Je le redis avec force, vous ne trouverez pas plus ardent défenseur de la viticulture française que l'actuel ministre de l'agriculture. Mais si je ne peux que recommander la lecture de l'excellent rapport de Mme Catherine Vautrin, qui résume parfaitement la situation, il ne faut pas non plus avoir d'inquiétude majeure pour le moment dans la mesure où effectivement, il ne devrait pas y avoir de négociation de l'OCM vitivinicole en même que la renégociation de la PAC en 2013, du moins en théorie. Des assurances m'ont en tout cas été données par la Commission : il ne doit pas y avoir de négociation avant 2014 sur ce sujet.
Il est vrai qu'en 2008 la France ne s'est pas opposée – elle s'y est même, pour être tout à fait franc, plutôt déclarée favorable – à la libéralisation ou à la suppression des droits de plantation, sous réserve cependant d'une étude d'impact préalable par la Commission et du maintien des droits au niveau national jusqu'en 2018. Aussi est-il important qu'aujourd'hui, au plus haut niveau de l'État, le Président de la République – j'ai eu l'occasion de lui en parler – donne clairement la position de notre pays sur ce sujet.
Ma position est en tout cas connue depuis le premier jour : je suis opposé à la libéralisation comme à la suppression des droits de plantation.
Si les viticulteurs, comme s'en est étonné M. François Brottes, n'ont pas suivi les propositions de la Commission en matière d'appellation d'origine, c'est parce qu'elles n'incluaient pas l'ensemble des catégories de vins.
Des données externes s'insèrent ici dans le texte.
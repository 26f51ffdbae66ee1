// Copyright 2026 ndaxes developers.
//
// Licensed under the Apache License, Version 2.0 <LICENSE-APACHE or
// http://www.apache.org/licenses/LICENSE-2.0> or the MIT license
// <LICENSE-MIT or http://opensource.org/licenses/MIT>, at your
// option. This file may not be copied, modified, or distributed
// except according to those terms.
use crate::dimension::{self, AxisArg};
use crate::dtype::cast_elem;
use crate::error::{AxisError, Result};
use crate::iterators::Iter;
use crate::permute::{self, Permute};
use crate::{ArcArray, ArrayKind, DType, Element, Ix, Ixs, Order, SharedRepr};

/// # Inspection
impl<A> ArcArray<A> {
    /// Return the total number of elements in the array.
    pub fn len(&self) -> usize {
        self.dim.iter().product()
    }

    /// Return whether the array has any elements
    pub fn is_empty(&self) -> bool {
        self.len() == 0
    }

    /// Return the shape of the array as a slice.
    pub fn shape(&self) -> &[Ix] {
        &self.dim
    }

    /// Return the strides of the array, counted in elements.
    pub fn strides(&self) -> &[Ixs] {
        &self.strides
    }

    /// Return the number of dimensions (axes) in the array
    pub fn ndim(&self) -> usize {
        self.dim.len()
    }

    /// Return the representation this handle exposes.
    pub fn kind(&self) -> ArrayKind {
        self.kind
    }

    /// Return the runtime tag of the element type.
    pub fn dtype(&self) -> DType
    where
        A: Element,
    {
        A::DTYPE
    }

    /// Return `true` if the array data is laid out in contiguous “C order” in
    /// memory (where the last index is the most rapidly varying).
    pub fn is_standard_layout(&self) -> bool {
        dimension::is_layout(&self.dim, &self.strides, Order::RowMajor)
    }

    /// Return `true` if the array data is laid out in contiguous “F order” in
    /// memory (where the first index is the most rapidly varying).
    pub fn is_fortran_layout(&self) -> bool {
        dimension::is_layout(&self.dim, &self.strides, Order::ColumnMajor)
    }

    /// Return `true` if the array is contiguous in `order`.
    pub fn satisfies(&self, order: Order) -> bool {
        match order {
            Order::RowMajor => self.is_standard_layout(),
            Order::ColumnMajor => self.is_fortran_layout(),
        }
    }

    /// Return `true` if both handles refer to the same element buffer.
    ///
    /// ```
    /// use ndaxes::ArcArray;
    ///
    /// let a = ArcArray::<f64>::zeros((2, 3));
    /// let v = a.view().reversed_axes();
    /// assert!(v.shares_storage(&a));
    /// assert!(!a.to_owned_order(Default::default()).shares_storage(&a));
    /// ```
    pub fn shares_storage(&self, other: &ArcArray<A>) -> bool {
        self.data.ptr_eq(&other.data)
    }

    /// Return `true` if no other handle shares this array's storage.
    pub fn is_unique(&self) -> bool {
        self.data.handle_count() == 1
    }
}

/// # Views and axis reordering
///
/// None of these methods copy elements. Each returns a handle that shares
/// storage with `self` under new shape and stride metadata.
impl<A> ArcArray<A> {
    /// Return a new handle to the same elements, with the same shape and
    /// strides.
    ///
    /// The metadata is independent: reordering the axes of either handle
    /// afterwards does not affect the other.
    pub fn view(&self) -> ArcArray<A> {
        self.clone()
    }

    /// Permute the axes.
    ///
    /// Axis `i` of the result is axis `axes[i]` of `self`, so
    /// `shape[i] = self.shape()[axes[i]]` and likewise for the strides.
    ///
    /// **Panics** if `axes` is not a permutation of `0..self.ndim()`; such a
    /// permutation is a bug in the caller, not an input error.
    ///
    /// ```
    /// use ndaxes::ArcArray;
    ///
    /// let a = ArcArray::<u8>::zeros((2, 3, 4));
    /// assert_eq!(a.permuted_axes(&[1, 2, 0]).shape(), &[3, 4, 2]);
    /// ```
    #[track_caller]
    pub fn permuted_axes(&self, axes: &[Ix]) -> ArcArray<A> {
        assert!(
            dimension::is_valid_permutation(self.ndim(), axes),
            "permuted_axes: {:?} is not a permutation of the {} axes",
            axes,
            self.ndim()
        );
        ArcArray::from_parts(
            self.data.clone(),
            dimension::permute(&self.dim, axes),
            dimension::permute(&self.strides, axes),
            self.kind,
        )
    }

    /// Swap axes `ax` and `bx`.
    ///
    /// This does not move any data, it just adjusts the array’s dimensions
    /// and strides.
    ///
    /// **Panics** if the axes are out of bounds.
    #[track_caller]
    pub fn swap_axes(&mut self, ax: usize, bx: usize) {
        self.dim.swap(ax, bx);
        self.strides.swap(ax, bx);
    }

    /// Transpose the array by reversing axes.
    ///
    /// Transposition reverses the order of the axes (dimensions and strides)
    /// while retaining the same data.
    pub fn reversed_axes(mut self) -> ArcArray<A> {
        self.dim.reverse();
        self.strides.reverse();
        self
    }

    /// Roll `axis` backwards until it lies before position `start`.
    ///
    /// See [`rollaxis`](crate::rollaxis).
    pub fn roll_axis(&self, axis: Ixs, start: Ixs) -> Result<ArcArray<A>> {
        let plan = permute::plan_rollaxis(self.ndim(), axis, start)?;
        Ok(permute::apply(self, &plan))
    }

    /// Move axes `source` to positions `destination`.
    ///
    /// See [`moveaxis`](crate::moveaxis).
    pub fn move_axes<S, D>(&self, source: S, destination: D) -> Result<ArcArray<A>>
    where
        S: AxisArg,
        D: AxisArg,
    {
        let plan = permute::plan_moveaxis(self.ndim(), &source, &destination)?;
        Ok(permute::apply(self, &plan))
    }
}

/// # Elements
impl<A> ArcArray<A> {
    /// Return a reference to the element at `index`, or `None` if the index
    /// is out of bounds or has the wrong number of axes.
    pub fn get(&self, index: &[Ix]) -> Option<&A> {
        let offset = self.offset_of(index)?;
        self.data.as_slice().get(offset)
    }

    /// Return a mutable reference to the element at `index`, or `None` if
    /// the index is out of bounds.
    ///
    /// If the storage is shared with other handles, it is copied first, so
    /// the write is never visible through another handle.
    pub fn get_mut(&mut self, index: &[Ix]) -> Option<&mut A>
    where
        A: Clone,
    {
        let offset = self.offset_of(index)?;
        self.data.make_mut().get_mut(offset)
    }

    fn offset_of(&self, index: &[Ix]) -> Option<usize> {
        if index.len() != self.ndim() {
            return None;
        }
        let mut offset = 0;
        for ((&i, &d), &s) in index.iter().zip(&self.dim).zip(&self.strides) {
            if i >= d {
                return None;
            }
            offset += dimension::stride_offset(i, s);
        }
        Some(offset as usize)
    }

    /// Return an iterator of references to the elements of the array, in
    /// logical row major order regardless of the memory layout.
    pub fn iter(&self) -> Iter<'_, A> {
        Iter::new(self, Order::RowMajor)
    }

    pub(crate) fn iter_order(&self, order: Order) -> Iter<'_, A> {
        Iter::new(self, order)
    }

    /// Return the elements in logical row major order.
    pub fn to_vec(&self) -> Vec<A>
    where
        A: Clone,
    {
        self.iter().cloned().collect()
    }
}

/// # Conversions
impl<A> ArcArray<A> {
    /// Return a copy of the array in new storage laid out in `order`.
    ///
    /// The kind is kept.
    pub fn to_owned_order(&self, order: Order) -> ArcArray<A>
    where
        A: Clone,
    {
        let v = self.iter_order(order).cloned().collect();
        ArcArray::from_parts(
            SharedRepr::from(v),
            self.dim.clone(),
            dimension::strides_for(&self.dim, order),
            self.kind,
        )
    }

    /// Copy the array into new storage laid out in `order`, converting each
    /// element to `B`.
    ///
    /// **Errors** with `InvalidCast` if an element does not fit `B`.
    pub fn cast_order<B>(&self, order: Order) -> Result<ArcArray<B>>
    where
        A: Element,
        B: Element,
    {
        let v = self
            .iter_order(order)
            .map(|&x| cast_elem::<A, B>(x))
            .collect::<Result<Vec<B>>>()?;
        Ok(ArcArray::from_parts(
            SharedRepr::from(v),
            self.dim.clone(),
            dimension::strides_for(&self.dim, order),
            self.kind,
        ))
    }

    /// Return the same handle exposing the base representation.
    pub fn into_base(mut self) -> ArcArray<A> {
        self.kind = ArrayKind::Base;
        self
    }

    /// Return the same handle exposing the matrix representation.
    ///
    /// **Errors** with `InvalidArgument` unless the array is
    /// two-dimensional.
    pub fn into_matrix(mut self) -> Result<ArcArray<A>> {
        if self.ndim() != 2 {
            return Err(AxisError::InvalidArgument(format!(
                "matrix must be 2-dimensional, got shape {:?}",
                self.dim
            )));
        }
        self.kind = ArrayKind::Matrix;
        Ok(self)
    }

    /// Return `true` if this handle exposes the matrix representation.
    pub fn is_matrix(&self) -> bool {
        self.kind == ArrayKind::Matrix
    }
}

impl<A: PartialEq> PartialEq for ArcArray<A> {
    /// Arrays are equal when their shapes and their elements in logical
    /// order are equal; memory layout and kind do not matter.
    fn eq(&self, rhs: &Self) -> bool {
        self.shape() == rhs.shape() && self.iter().eq(rhs.iter())
    }
}

impl<A: Eq> Eq for ArcArray<A> {}

impl<A> Permute for ArcArray<A> {
    type Output = ArcArray<A>;

    fn ndim(&self) -> usize {
        ArcArray::ndim(self)
    }

    fn view(&self) -> ArcArray<A> {
        ArcArray::view(self)
    }

    fn permuted_axes(&self, axes: &[Ix]) -> ArcArray<A> {
        ArcArray::permuted_axes(self, axes)
    }
}

#[cfg(test)]
mod tests {
    use super::*;

    fn arange(shape: &[Ix]) -> ArcArray<i32> {
        let n = shape.iter().product::<usize>() as i32;
        ArcArray::from_shape_vec(shape, (0..n).collect()).unwrap()
    }

    #[test]
    fn permuted_axes_moves_strides() {
        let a = arange(&[2, 3, 4]);
        assert_eq!(a.strides(), &[12, 4, 1]);
        let p = a.permuted_axes(&[2, 0, 1]);
        assert_eq!(p.shape(), &[4, 2, 3]);
        assert_eq!(p.strides(), &[1, 12, 4]);
        assert!(p.shares_storage(&a));
        assert!(!p.is_standard_layout());
        assert_eq!(p.get(&[3, 1, 2]), a.get(&[1, 2, 3]));
    }

    #[test]
    #[should_panic]
    fn permuted_axes_rejects_repeats() {
        arange(&[2, 3]).permuted_axes(&[0, 0]);
    }

    #[test]
    fn reversed_is_fortran() {
        let a = arange(&[2, 3, 4]);
        let t = a.view().reversed_axes();
        assert_eq!(t.shape(), &[4, 3, 2]);
        assert!(t.is_fortran_layout());
        assert!(t.satisfies(Order::F));
        assert_eq!(a.shape(), &[2, 3, 4]);
    }

    #[test]
    fn swap_axes_in_place() {
        let mut a = arange(&[2, 3]);
        a.swap_axes(0, 1);
        assert_eq!(a.shape(), &[3, 2]);
        assert_eq!(a.to_vec(), vec![0, 3, 1, 4, 2, 5]);
    }

    #[test]
    fn copy_on_write() {
        let mut a = arange(&[2, 2]);
        let b = a.permuted_axes(&[1, 0]);
        assert!(!a.is_unique());
        *a.get_mut(&[0, 1]).unwrap() = 100;
        assert!(!a.shares_storage(&b));
        assert!(a.is_unique());
        assert_eq!(a.get(&[0, 1]), Some(&100));
        assert_eq!(b.get(&[1, 0]), Some(&1));
    }

    #[test]
    fn out_of_bounds_get() {
        let a = arange(&[2, 3]);
        assert_eq!(a.get(&[2, 0]), None);
        assert_eq!(a.get(&[0]), None);
    }

    #[test]
    fn owned_copies() {
        let a = arange(&[2, 3]).reversed_axes();
        let c = a.to_owned_order(Order::C);
        assert!(c.is_standard_layout());
        assert!(!c.shares_storage(&a));
        assert_eq!(c, a);
        let f = a.cast_order::<f64>(Order::F).unwrap();
        assert!(f.is_fortran_layout());
        assert_eq!(f.get(&[2, 1]), Some(&5.0));
    }

    #[test]
    fn kinds() {
        let m = arange(&[2, 3]).into_matrix().unwrap();
        assert!(m.is_matrix());
        assert_eq!(m.kind(), ArrayKind::Matrix);
        assert!(!m.into_base().is_matrix());
        assert!(arange(&[2, 3, 1]).into_matrix().is_err());
        assert_eq!(arange(&[1]).dtype(), DType::Int32);
    }
}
À juste titre, les viticulteurs souhaitent que tous les segments soient traités à la fois, aussi bien les AOC que les IGP ou les sans IG.
Pourquoi, finalement, est-il aussi indispensable qu'il n'y ait pas de libéralisation des droits de plantation ?
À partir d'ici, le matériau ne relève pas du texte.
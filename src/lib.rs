// Copyright 2026 ndaxes developers.
//
// Licensed under the Apache License, Version 2.0 <LICENSE-APACHE or
// http://www.apache.org/licenses/LICENSE-2.0> or the MIT license
// <LICENSE-MIT or http://opensource.org/licenses/MIT>, at your
// option. This file may not be copied, modified, or distributed
// except according to those terms.
#![crate_name = "ndaxes"]
#![doc(html_root_url = "https://docs.rs/ndaxes/0.1/")]
#![cfg_attr(docsrs, feature(doc_cfg))]
#![allow(clippy::many_single_char_names, clippy::len_without_is_empty)]

//! The `ndaxes` crate reorders the axes of n-dimensional arrays without
//! copying their elements.
//!
//! - [`ArcArray`]: an n-dimensional array handle over reference counted
//!   storage. Cloning a handle, or deriving a view from it, shares the
//!   storage and copies only the shape and strides.
//! - [`rollaxis`] and [`moveaxis`]: move one or several axes to new
//!   positions, keeping the relative order of the others. Both return a view.
//! - [`asarray`]: convert vectors, slices, scalars or arrays of another
//!   element type into an [`ArcArray`], copying only when required.
//!
//! ```
//! use ndaxes::prelude::*;
//!
//! let a = ArcArray::<f64>::zeros((3, 4, 5, 6));
//! assert_eq!(rollaxis(&a, 3, 1).unwrap().shape(), &[3, 6, 4, 5]);
//! assert_eq!(rollaxis(&a, 2, 0).unwrap().shape(), &[5, 3, 4, 6]);
//! assert_eq!(rollaxis(&a, 1, 4).unwrap().shape(), &[3, 5, 6, 4]);
//!
//! let x = ArcArray::<f32>::zeros((3, 4, 5));
//! let y = moveaxis(&x, [0, 1], [-1, -2]).unwrap();
//! assert_eq!(y.shape(), &[5, 4, 3]);
//! assert!(y.shares_storage(&x));
//! ```
//!
//! ## Aliasing
//!
//! Every handle derived from another by [`rollaxis`], [`moveaxis`],
//! [`swapaxes`], [`transpose`] or [`.view()`](ArcArray::view) refers to the
//! same buffer. Writing through [`.get_mut()`](ArcArray::get_mut) first
//! makes the writer's buffer unique (copy on write), so aliases never
//! observe each other's writes.
//!
//! ## Crate Feature Flags
//!
//! - `serde`: `Serialize` and `Deserialize` for arrays and the tag enums.

pub use crate::conversion::{AsArray, ConstructOptions};
pub use crate::dimension::{
    normalize_axis_index,
    normalize_axis_tuple,
    AxisArg,
    AxisIndex,
    IntoDimension,
};
pub use crate::dtype::{DType, Element};
pub use crate::error::{AxisError, ErrorKind, Result};
pub use crate::free_functions::{
    array,
    asanyarray,
    asarray,
    ascontiguousarray,
    asfortranarray,
    moveaxis,
    rollaxis,
    swapaxes,
    transpose,
};
pub use crate::iterators::Iter;
pub use crate::order::Order;
pub use crate::permute::{plan_moveaxis, plan_rollaxis, AxesPlan, IntoPermute, Permute};

use crate::data_repr::SharedRepr;

mod arrayformat;
#[cfg(feature = "serde")]
mod array_serde;
mod conversion;
mod data_repr;
pub mod dimension;
mod dtype;
mod error;
mod free_functions;
mod impl_constructors;
mod impl_methods;
mod iterators;
mod order;
mod permute;

pub mod prelude;

/// Array index type
pub type Ix = usize;
/// Array index type (signed)
pub type Ixs = isize;

/// Which representation an array handle exposes.
///
/// `Matrix` is the two-dimensional specialization. [`asarray`] always
/// projects a handle to `Base`, while [`asanyarray`] keeps the kind.
#[derive(Copy, Clone, Debug, PartialEq, Eq, Hash, Default)]
#[cfg_attr(feature = "serde", derive(serde::Serialize, serde::Deserialize))]
pub enum ArrayKind {
    /// Plain n-dimensional array
    #[default]
    Base,
    /// Two-dimensional matrix
    Matrix,
}

/// An n-dimensional array handle with shared, reference counted storage.
///
/// The handle owns its shape and strides and a counted reference to the
/// element buffer. `Clone` is cheap and never copies elements; the result
/// aliases the same storage, as does every view produced by the axis
/// reordering operations.
///
/// Strides are counted in elements and are never negative. The element at
/// logical index `[i, j, ...]` is found at `i * strides[0] + j * strides[1] + ...`
/// in the buffer.
///
/// ## Contents
///
/// + [Constructors](#constructors)
/// + [Inspection](#inspection)
/// + [Views and axis reordering](#views-and-axis-reordering)
/// + [Elements](#elements)
/// + [Conversions](#conversions)
pub struct ArcArray<A> {
    /// Shared element buffer
    data: SharedRepr<A>,
    /// The lengths of the axes.
    dim: Vec<Ix>,
    /// The element count stride per axis.
    strides: Vec<Ixs>,
    kind: ArrayKind,
}

impl<A> Clone for ArcArray<A> {
    fn clone(&self) -> Self {
        ArcArray {
            data: self.data.clone(),
            dim: self.dim.clone(),
            strides: self.strides.clone(),
            kind: self.kind,
        }
    }
}
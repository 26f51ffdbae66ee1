use ndaxes::prelude::*;
use ndaxes::{plan_moveaxis, AxesPlan, ErrorKind};

fn sample() -> ArcArray<i64> {
    ArcArray::from_shape_fn((3, 4, 5), |ix| (ix[0] * 100 + ix[1] * 10 + ix[2]) as i64)
}

#[test]
fn move_shapes() {
    let x = sample();
    assert_eq!(moveaxis(&x, 0, -1).unwrap().shape(), &[4, 5, 3]);
    assert_eq!(moveaxis(&x, -1, 0).unwrap().shape(), &[5, 3, 4]);
    assert_eq!(moveaxis(&x, [0, 1], [-1, -2]).unwrap().shape(), &[5, 4, 3]);
    assert_eq!(moveaxis(&x, [0, 1, 2], [-1, -2, -3]).unwrap().shape(), &[5, 4, 3]);
    assert_eq!(moveaxis(&x, vec![2usize], vec![1usize]).unwrap().shape(), &[3, 5, 4]);
    assert_eq!(moveaxis(&x, &[1isize][..], &[0isize][..]).unwrap().shape(), &[4, 3, 5]);
}

#[test]
fn move_matches_transpose() {
    let x = sample();
    let t = transpose(&x).unwrap();
    let m = moveaxis(&x, [0, 1], [-1, -2]).unwrap();
    assert_eq!(m, t);
    assert_eq!(m.strides(), t.strides());
    assert_eq!(m, x.view().reversed_axes());
}

#[test]
fn move_is_a_view() {
    let x = sample();
    let y = moveaxis(&x, 0, -1).unwrap();
    assert!(y.shares_storage(&x));
    assert_eq!(y.strides(), &[5, 1, 20]);
    assert_eq!(y.get(&[3, 4, 2]), Some(&234));
}

#[test]
fn move_in_place() {
    let x = sample();
    let y = moveaxis(&x, [0, 1, 2], [0, 1, 2]).unwrap();
    assert_eq!(y.shape(), x.shape());
    assert_eq!(y.strides(), x.strides());
    assert_eq!(plan_moveaxis(3, &1, &1).unwrap(), AxesPlan::Permutation(vec![0, 1, 2]));
}

#[test]
fn move_method_matches_function() {
    let x = sample();
    assert_eq!(x.move_axes(0, -1).unwrap(), moveaxis(&x, 0, -1).unwrap());
}

#[test]
fn move_length_mismatch() {
    let x = sample();
    let err = moveaxis(&x, [0, 1], [0]).unwrap_err();
    assert_eq!(err.kind(), ErrorKind::InvalidArgument);
    assert_eq!(
        err.to_string(),
        "`source` and `destination` arguments must have the same number of elements"
    );
}

#[test]
fn move_bad_axes() {
    let x = sample();
    let err = moveaxis(&x, 3, 0).unwrap_err();
    assert_eq!(err.kind(), ErrorKind::AxisOutOfRange);
    assert_eq!(err.to_string(), "source: axis 3 is out of bounds for array of dimension 3");

    let err = moveaxis(&x, 0, -4).unwrap_err();
    assert_eq!(err.to_string(), "destination: axis -4 is out of bounds for array of dimension 3");

    let err = moveaxis(&x, [0, -3], [1, 2]).unwrap_err();
    assert_eq!(err.kind(), ErrorKind::RepeatedAxis);
    assert_eq!(err.to_string(), "repeated axis in `source` argument");
}

#[test]
fn move_plain_vectors() {
    let y = moveaxis(vec![1.5f32, 2.5], 0, 0).unwrap();
    assert_eq!(y.shape(), &[2]);
    assert_eq!(y.to_vec(), vec![1.5, 2.5]);
    let z = moveaxis(vec![vec![1u8, 2]], 1, 0).unwrap();
    assert_eq!(z.shape(), &[2, 1]);
}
Soutenir la libéralisation des droits de plantation, a fortiori leur suppression, c'est aller à rebours de ce que nous voulons pour l'agriculture française, c'est-à-dire des produits de qualité, valorisés, garantissant un bon revenu pour les producteurs. Supprimer ou libéraliser les droits de plantation, c'est choisir le modèle inverse, celui du produit standardisé, au coût le plus bas possible, et qui inonde le marché. Ce serait pour notre pays un modèle perdant-perdant, qui ne permettrait pas de faire valoir nos différents atouts. Pour prendre l'exemple de la seule surface d'appellation AOC, qui représente en France 1,6 million d'hectares pour une surface plantée de 460 000 hectares, l'absence de droits de plantation conduira immédiatement à une mise en AOC de l'ensemble, avec au final une appellation qui ne vaudra plus rien et avec des vins sans valorisation dont la banalisation ne sera pas sans conséquences sur les revenus et qui n'arriveront pas à concurrencer ceux du reste du monde. Il faut en être conscient : avec la libéralisation des droits de plantation, c'est deux fois la surface actuelle qui pourrait être plantée en AOC – c'est-à-dire la fin de la viticulture française.
Quelles que soient les études que l'on pourra me montrer, je pense vraiment que ce n'est pas là la bonne direction à suivre, d'autant que cela conduira à une augmentation sans limite du nombre des viticulteurs, avec la perte de savoir-faire que cela implique, tous ces gens ne voulant uniquement que faire de l'argent facile. Tout le défi à relever au contraire en France est de mieux segmenter le marché entre AOC, IGP et vins sans IG sachant, comme Mme Catherine Vautrin et M. François Brottes l'ont souligné, que les interprofessions doivent être capables de fonctionner non pas par niveau de production, mais par bassin ou par région, de façon à réguler la production sur l'ensemble de l'échelle, du vin sans IG jusqu'au vin AOC le plus prestigieux.